Exercise aim -> With nothing left out, give the data back exactly.

★ ★ ★ ★ ★

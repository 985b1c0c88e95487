//! Random operation sequences against the ledger, checking the pool
//! invariants after every step.

use proptest::prelude::*;
use soroban_sdk::{token::Client as TokenClient, I256};

use crate::fixture::{fixture, Fixture};

const STAKERS: usize = 4;
const BALANCE: i128 = 1_000_000;

#[derive(Clone, Debug)]
enum Op {
    Stake { who: usize, amount: i128 },
    Withdraw { who: usize, amount: i128 },
    Claim { who: usize },
    EmergencyWithdraw { who: usize },
    Advance { by: u64 },
    SetRate { rate: i128 },
}

fn op() -> impl Strategy<Value = Op> {
    prop_oneof![
        4 => (0..STAKERS, 1i128..5_000).prop_map(|(who, amount)| Op::Stake { who, amount }),
        3 => (0..STAKERS, 1i128..5_000).prop_map(|(who, amount)| Op::Withdraw { who, amount }),
        2 => (0..STAKERS).prop_map(|who| Op::Claim { who }),
        1 => (0..STAKERS).prop_map(|who| Op::EmergencyWithdraw { who }),
        4 => (0u64..200).prop_map(|by| Op::Advance { by }),
        1 => (0i128..500).prop_map(|rate| Op::SetRate { rate }),
    ]
}

fn apply(f: &Fixture, op: &Op) {
    match *op {
        Op::Stake { who, amount } => {
            let _ = f.client.try_stake(&f.stakers[who], &amount);
        }
        Op::Withdraw { who, amount } => {
            let _ = f.client.try_withdraw(&f.stakers[who], &amount);
        }
        Op::Claim { who } => {
            let _ = f.client.try_claim(&f.stakers[who]);
        }
        Op::EmergencyWithdraw { who } => {
            let _ = f.client.try_emergency_withdraw(&f.stakers[who]);
        }
        Op::Advance { by } => f.advance(by),
        Op::SetRate { rate } => f.client.set_reward_rate(&f.admin, &rate),
    }
}

proptest! {
    #![proptest_config(ProptestConfig::with_cases(24))]

    #[test]
    fn prop_pool_invariants_hold(ops in prop::collection::vec(op(), 1..40)) {
        let f = fixture(10, STAKERS, BALANCE);
        let stake_token = TokenClient::new(&f.env, &f.stake_token);
        let mut last_acc = I256::from_i32(&f.env, 0);

        for op in &ops {
            apply(&f, op);

            // Σ staked equals the pool total and the custodied balance.
            let sum: i128 = f.stakers.iter().map(|s| f.client.get_staked(s)).sum();
            let total = f.client.get_total_staked();
            prop_assert_eq!(sum, total);
            prop_assert_eq!(stake_token.balance(&f.client.address), total);

            // Accumulator never decreases.
            let acc = f.client.get_acc_reward_per_unit();
            prop_assert!(acc >= last_acc, "accumulator went back: {:?} < {:?}", acc, last_acc);
            last_acc = acc;

            // No reward is fabricated.
            let pool = f.client.get_pool();
            let pending: i128 = f.stakers.iter().map(|s| f.client.pending_reward(s)).sum();
            prop_assert!(pending + pool.total_claimed <= pool.total_emitted);

            // Viewing settlement twice at one instant changes nothing.
            prop_assert_eq!(f.client.get_pool(), pool);
        }
    }

    /// A rejected withdrawal leaves every record untouched.
    #[test]
    fn prop_oversized_withdraw_is_atomic(
        staked in 1i128..10_000,
        excess in 1i128..10_000,
        elapsed in 0u64..1_000,
    ) {
        let f = fixture(10, 1, BALANCE);
        let a = &f.stakers[0];

        f.client.stake(a, &staked);
        f.advance(elapsed);

        let account = f.client.get_account(a);
        let pool = f.client.get_pool();

        prop_assert!(f.client.try_withdraw(a, &(staked + excess)).is_err());
        prop_assert_eq!(f.client.get_account(a), account);
        prop_assert_eq!(f.client.get_pool(), pool);
    }
}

★ ★ ★ ★ ★

Finished task ->
repository 985b1c0c88e95487
//! Random operation sequences against the ledger, checking the pool
//! invariants after every step.

use proptest::prelude::*;
use soroban_sdk::{token::Client as TokenClient, I256};

use crate::fixture::{fixture, Fixture};

const STAKERS: usize = 4;
const BALANCE: i128 = 1_000_000;

#[derive(Clone, Debug)]
enum Op {
    Stake { who: usize, amount: i128 },
    Withdraw { who: usize, amount: i128 },
    Claim { who: usize },
    EmergencyWithdraw { who: usize },
    Advance { by: u64 },
    SetRate { rate: i128 },
}

fn op() -> impl Strategy<Value = Op> {
    prop_oneof![
        4 => (0..STAKERS, 1i128..5_000).prop_map(|(who, amount)| Op::Stake { who, amount }),
        3 => (0..STAKERS, 1i128..5_000).prop_map(|(who, amount)| Op::Withdraw { who, amount }),
        2 => (0..STAKERS).prop_map(|who| Op::Claim { who }),
        1 => (0..STAKERS).prop_map(|who| Op::EmergencyWithdraw { who }),
        4 => (0u64..200).prop_map(|by| Op::Advance { by }),
        1 => (0i128..500).prop_map(|rate| Op::SetRate { rate }),
    ]
}

fn apply(f: &Fixture, op: &Op) {
    match *op {
        Op::Stake { who, amount } => {
            let _ = f.client.try_stake(&f.stakers[who], &amount);
        }
        Op::Withdraw { who, amount } => {
            let _ = f.client.try_withdraw(&f.stakers[who], &amount);
        }
        Op::Claim { who } => {
            let _ = f.client.try_claim(&f.stakers[who]);
        }
        Op::EmergencyWithdraw { who } => {
            let _ = f.client.try_emergency_withdraw(&f.stakers[who]);
        }
        Op::Advance { by } => f.advance(by),
        Op::SetRate { rate } => f.client.set_reward_rate(&f.admin, &rate),
    }
}

proptest! {
    #![proptest_config(ProptestConfig::with_cases(24))]

    #[test]
    fn prop_pool_invariants_hold(ops in prop::collection::vec(op(), 1..40)) {
        let f = fixture(10, STAKERS, BALANCE);
        let stake_token = TokenClient::new(&f.env, &f.stake_token);
        let mut last_acc = I256::from_i32(&f.env, 0);

        for op in &ops {
            apply(&f, op);

            // Σ staked equals the pool total and the custodied balance.
            let sum: i128 = f.stakers.iter().map(|s| f.client.get_staked(s)).sum();
            let total = f.client.get_total_staked();
            prop_assert_eq!(sum, total);
            prop_assert_eq!(stake_token.balance(&f.client.address), total);

            // Accumulator never decreases.
            let acc = f.client.get_acc_reward_per_unit();
            prop_assert!(acc >= last_acc, "accumulator went back: {:?} < {:?}", acc, last_acc);
            last_acc = acc;

            // No reward is fabricated.
            let pool = f.client.get_pool();
            let pending: i128 = f.stakers.iter().map(|s| f.client.pending_reward(s)).sum();
            prop_assert!(pending + pool.total_claimed <= pool.total_emitted);

            // Viewing settlement twice at one instant changes nothing.
            prop_assert_eq!(f.client.get_pool(), pool);
        }
    }

    /// A rejected withdrawal leaves every record untouched.
    #[test]
    fn prop_oversized_withdraw_is_atomic(
        staked in 1i128..10_000,
        excess in 1i128..10_000,
        elapsed in 0u64..1_000,
    ) {
        let f = fixture(10, 1, BALANCE);
        let a = &f.stakers[0];

        f.client.stake(a, &staked);
        f.advance(elapsed);

        let account = f.client.get_account(a);
        let pool = f.client.get_pool();

        prop_assert!(f.client.try_withdraw(a, &(staked + excess)).is_err());
        prop_assert_eq!(f.client.get_account(a), account);
        prop_assert_eq!(f.client.get_pool(), pool);
    }
}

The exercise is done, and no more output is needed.